Maersk Set to Line up Tyra Tenders

Monday 26 September 2016

Maersk Oil is set to issue bid documents early next year for its Dkr30 billion ($4.48 billion) Tyra gas redevelopment project off Denmark, assuming it gets vital financial assistance from the government in Copenhagen.

The fabrication fare this seven-platform North Sea project could generate is already whetting the appetites of work-hungry contractors in Europe, the Middle East and Asia, said market sources.

Called Tyra East-West, the project involves a gas processing platform, an accommodation platform, four wellhead platforms, two riser platforms and five bridges.

This complex will largely replace the field’s existing offshore facilities, which are slowly sinking due to seabed subsidence.

Pre-qualification responses were submitted to Maersk last month, said sources, with companies on the cusp of hearing whether they have passed muster.

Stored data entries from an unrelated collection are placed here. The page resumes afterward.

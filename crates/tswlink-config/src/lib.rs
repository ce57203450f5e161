//! Profile configuration for tswlink.
//!
//! TOML profiles, one per panel, layered under `TSWLINK_` environment
//! overrides, and translation to `tswlink_core::PanelConfig`.

use std::collections::HashMap;
use std::path::{Path, PathBuf};
use std::time::Duration;

use directories::ProjectDirs;
use figment::{
    Figment,
    providers::{Env, Format, Serialized, Toml},
};
use serde::{Deserialize, Serialize};
use thiserror::Error;

use tswlink_core::{DEFAULT_POLL_INTERVAL, DEFAULT_TIMEOUT, PanelConfig};

// ── Error ───────────────────────────────────────────────────────────

#[derive(Debug, Error)]
pub enum ConfigError {
    #[error("invalid {field}: {reason}")]
    Validation { field: String, reason: String },

    #[error("profile '{name}' is not defined")]
    UnknownProfile { name: String },

    #[error("no profile selected and no default_profile configured")]
    NoProfile,

    #[error("failed to serialize config: {0}")]
    Serialization(#[from] toml::ser::Error),

    #[error("config loading failed: {0}")]
    Figment(Box<figment::Error>),

    #[error("IO error: {0}")]
    Io(#[from] std::io::Error),
}

impl From<figment::Error> for ConfigError {
    fn from(err: figment::Error) -> Self {
        Self::Figment(Box::new(err))
    }
}

// ── TOML config structs ─────────────────────────────────────────────

/// Top-level TOML configuration.
#[derive(Debug, Clone, PartialEq, Eq, Deserialize, Serialize)]
pub struct Config {
    /// Profile used when none is named on the command line.
    pub default_profile: Option<String>,

    #[serde(default)]
    pub defaults: Defaults,

    /// Named panel profiles.
    #[serde(default)]
    pub profiles: HashMap<String, Profile>,
}

impl Default for Config {
    fn default() -> Self {
        Self {
            default_profile: Some("default".into()),
            defaults: Defaults::default(),
            profiles: HashMap::new(),
        }
    }
}

impl Config {
    /// Look up `name`, or the default profile when `name` is `None`.
    pub fn profile<'a>(&'a self, name: Option<&'a str>) -> Result<(&'a str, &'a Profile), ConfigError> {
        let name = name
            .or(self.default_profile.as_deref())
            .ok_or(ConfigError::NoProfile)?;
        self.profiles
            .get(name)
            .map(|p| (name, p))
            .ok_or_else(|| ConfigError::UnknownProfile { name: name.into() })
    }
}

/// Values applied to every profile that does not override them.
#[derive(Debug, Clone, PartialEq, Eq, Deserialize, Serialize)]
pub struct Defaults {
    #[serde(default = "default_poll_interval_secs")]
    pub poll_interval_secs: u64,

    #[serde(default = "default_timeout_secs")]
    pub timeout_secs: u64,
}

impl Default for Defaults {
    fn default() -> Self {
        Self {
            poll_interval_secs: default_poll_interval_secs(),
            timeout_secs: default_timeout_secs(),
        }
    }
}

fn default_poll_interval_secs() -> u64 {
    DEFAULT_POLL_INTERVAL.as_secs()
}
fn default_timeout_secs() -> u64 {
    DEFAULT_TIMEOUT.as_secs()
}

/// A named panel profile.
#[derive(Debug, Clone, PartialEq, Eq, Deserialize, Serialize)]
pub struct Profile {
    /// Panel address: bare host (`10.0.0.5`, `panel.local:8080`) or URL.
    pub host: String,

    /// Display name; the profile name when unset.
    pub name: Option<String>,

    /// Override the entry id derived from the host.
    pub entry_id: Option<String>,

    /// Override `defaults.poll_interval_secs`. `0` disables polling.
    pub poll_interval_secs: Option<u64>,

    /// Override `defaults.timeout_secs`.
    pub timeout_secs: Option<u64>,
}

// ── Config file path ────────────────────────────────────────────────

/// Resolve the config file path via XDG / platform conventions.
pub fn config_path() -> PathBuf {
    ProjectDirs::from("io", "tswlink", "tswlink").map_or_else(
        || {
            let mut p = dirs_fallback();
            p.push("config.toml");
            p
        },
        |dirs| dirs.config_dir().join("config.toml"),
    )
}

fn dirs_fallback() -> PathBuf {
    let mut p = PathBuf::from(std::env::var("HOME").unwrap_or_else(|_| ".".into()));
    p.push(".config");
    p.push("tswlink");
    p
}

// ── Config loading ──────────────────────────────────────────────────

/// Load the full Config from the canonical file + environment.
pub fn load_config() -> Result<Config, ConfigError> {
    load_config_from(&config_path())
}

/// Load from `path` + environment. A missing file yields the defaults.
///
/// Environment keys nest with `__`: `TSWLINK_DEFAULTS__TIMEOUT_SECS=5`,
/// `TSWLINK_PROFILES__LOBBY__HOST=10.0.0.5`.
pub fn load_config_from(path: &Path) -> Result<Config, ConfigError> {
    let figment = Figment::new()
        .merge(Serialized::defaults(Config::default()))
        .merge(Toml::file(path))
        .merge(Env::prefixed("TSWLINK_").split("__"));

    let config: Config = figment.extract()?;
    Ok(config)
}

// ── Config saving ───────────────────────────────────────────────────

/// Render config as pretty TOML.
pub fn render_config(cfg: &Config) -> Result<String, ConfigError> {
    Ok(toml::to_string_pretty(cfg)?)
}

/// Serialize config to TOML and write it to `path`, creating parents.
pub fn save_config_to(cfg: &Config, path: &Path) -> Result<(), ConfigError> {
    if let Some(parent) = path.parent() {
        std::fs::create_dir_all(parent)?;
    }
    let toml_str = render_config(cfg)?;
    std::fs::write(path, toml_str)?;
    Ok(())
}

/// Write to the canonical config path.
pub fn save_config(cfg: &Config) -> Result<(), ConfigError> {
    save_config_to(cfg, &config_path())
}

// ── Translation ─────────────────────────────────────────────────────

/// Build a `PanelConfig` from a profile, filling gaps from `defaults`.
pub fn profile_to_panel_config(
    profile: &Profile,
    profile_name: &str,
    defaults: &Defaults,
) -> Result<PanelConfig, ConfigError> {
    let name = profile.name.as_deref().unwrap_or(profile_name);
    let mut config = PanelConfig::for_host(&profile.host, name).map_err(|e| ConfigError::Validation {
        field: format!("profiles.{profile_name}.host"),
        reason: e.to_string(),
    })?;

    if let Some(ref entry_id) = profile.entry_id {
        if entry_id.trim().is_empty() {
            return Err(ConfigError::Validation {
                field: format!("profiles.{profile_name}.entry_id"),
                reason: "must not be empty".into(),
            });
        }
        config.entry_id.clone_from(entry_id);
    }

    let timeout_secs = profile.timeout_secs.unwrap_or(defaults.timeout_secs);
    if timeout_secs == 0 {
        return Err(ConfigError::Validation {
            field: format!("profiles.{profile_name}.timeout_secs"),
            reason: "must be at least 1".into(),
        });
    }

    config.poll_interval =
        Duration::from_secs(profile.poll_interval_secs.unwrap_or(defaults.poll_interval_secs));
    config.timeout = Duration::from_secs(timeout_secs);
    Ok(config)
}
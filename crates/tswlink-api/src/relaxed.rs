// Tolerant JSON decoding for panel responses.
//
// Panel firmware emits raw control characters (tabs, newlines) inside string
// values, which strict JSON forbids. Duplicate object keys also occur; the
// `serde_json::Value` map already keeps the last occurrence.

use serde_json::Value;

/// Parse a panel body into a [`Value`].
///
/// Strict parsing is tried first. If it fails, unescaped control characters
/// inside string literals are re-escaped and the body is parsed again. The
/// original error is returned when the second attempt fails too.
pub fn from_str(body: &str) -> Result<Value, serde_json::Error> {
    match serde_json::from_str(body) {
        Ok(value) => Ok(value),
        Err(strict_err) => {
            let Some(escaped) = escape_control_chars(body) else {
                return Err(strict_err);
            };
            serde_json::from_str(&escaped).map_err(|_| strict_err)
        }
    }
}

/// Re-escape control characters that appear inside string literals.
///
/// Returns `None` when nothing needed escaping.
fn escape_control_chars(body: &str) -> Option<String> {
    let mut out = String::with_capacity(body.len() + 16);
    let mut in_string = false;
    let mut escaped = false;
    let mut changed = false;

    for c in body.chars() {
        if in_string {
            if escaped {
                escaped = false;
            } else if c == '\\' {
                escaped = true;
            } else if c == '"' {
                in_string = false;
            } else if u32::from(c) < 0x20 {
                changed = true;
                match c {
                    '\n' => out.push_str("\\n"),
                    '\r' => out.push_str("\\r"),
                    '\t' => out.push_str("\\t"),
                    other => out.push_str(&format!("\\u{:04x}", u32::from(other))),
                }
                continue;
            }
        } else if c == '"' {
            in_string = true;
        }
        out.push(c);
    }

    changed.then_some(out)
}
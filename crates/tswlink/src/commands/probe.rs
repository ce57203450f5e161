use tswlink_core::{Panel, PanelConfig};

use crate::error::CliError;

pub async fn handle(config: &PanelConfig) -> Result<(), CliError> {
    let identity = Panel::probe(config).await?;
    println!("panel:   {}", config.base_url);
    println!("model:   {}", identity.model);
    println!("serial:  {}", identity.serial_number);
    println!("mac:     {}", identity.mac_address);
    Ok(())
}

Up for grabs will be four engineering, procurement and construction contracts, with the prime package focused on the process deck, tipping the scales at 12,000 to 13,000 tonnes, said one interested party.

The second package takes in the 3000-tonne accommodation deck.

Maersk’s third offering covers decks for the wellhead and riser platforms — sources said the existing jackets will be re-used — plus bridges.

Completing the quartet is a contract centred on two jackets for the gas processing and accommodation platforms, with weights in the region of 7500 tonnes and 4000 tonnes, respectively.

CB&I is carrying out front-end engineering and design work, which is expected to wrap up by the end of this year.

However, the key issue that must be resolved is Maersk’s demand that Denmark’s government offer financial help to the project, threatening to shut-down Tyra in 2018 if this is not forthcoming.

Maersk’s demands on Tyra also appear to be part of a government review of Denmark’s oil and gas sector, also set for completion by the end of 2016.

Even if the governmentmeets Maersk’s demands, Tyra is expected to face temporary closure in 2019 as the redevelopment project proceeds.

A Maersk spokesman said: “Dialogue with relevant authorities on framework conditions for Tyra is ongoing. Internally, we have a project team working on various possible solutions which include talking to potential suppliers. But no decisions have been made yet.”

While this dialogue is underway, one market player said that “on the project itself, Maersk is full-steam ahead on practical work”.

One source said Maersk’s target had been to issue Tyra’s invitations to tender next month but the widespread view is that the timing has slipped to the first quarter of 2017.

“Negotiations between Maersk and the government are not progressing well so invitations to tender will be issued next year,” one project watcher predicted.

If this remains the schedule, responses would be due back with Maersk in the second quarter, leading to contract awards in the third quarter.

With construction activities lasting around three years, production at Tyra could restart in 2020-2021.

It is understood that a veritable who’s who of fabrication yards outside the Americas have been manoeuvring to get on Maersk’s contracting radar.

As well as Europe, “the Maersk team has been travelling for weeks, including in the Middle East and Far East”, a source said.

Possible contenders are still formulating their bidding strategies, which could range from focusing on one package to bidding for all four.

While it is very early days, the broad view from market sources is that Singapore-based Sembcorp Marine Offshore Platforms and Heerema in the Netherlands will be well-positioned because Maersk is said to be happy with progress they are making on EPC contracts for its Culzean high- pressure, high-temperature project in the UK.

“Maersk will be very comfortable pulling in things from Singapore,” said one market player, with another pointing out that Heerema — which could still bid for all the work — will be well-placed for the living quarters deck, smaller platforms and two jackets.

The Culzean incumbents will not have their own way on Tyra because South Korea’s Daewoo Shipbuilding & Marine Engineering, Hyundai Heavy Industries and Samsung Heavy Industries are all gunning to land as much work as possible.

Informed sources said at least two of the South Korean trio could chase all four packages, a situation that reflects the dire state of the offshore market.

“It is one of only a few sizable projects which are expected to be out in the market in the near future,” said one South Korean source.

Nevertheless, sources expect Maersk will only want Daewoo, Hyundai and Samsung to bid for the big deck.

Also likely to enter the fray are Norway’s Kvaerner, Dragados in Spain and Italy-based Rosetti Marino.

It was was stated that Kvaerner is “aggressively" pursuing the jacket and gas deck packages because it has substantial spare capacity at its Stord and Verdal yards.

It hopes Maersk will take note of its on-time and on-budget delivery of the 22,000-tonne deck for Lundin Petroleum’s Edvard Grieg project off Norway last year.

Other project watchers suggested potential bidders may emerge in the Middle East — Lamprell, McDermott and NNPC have all been mentioned — while COOEC of China may also take part.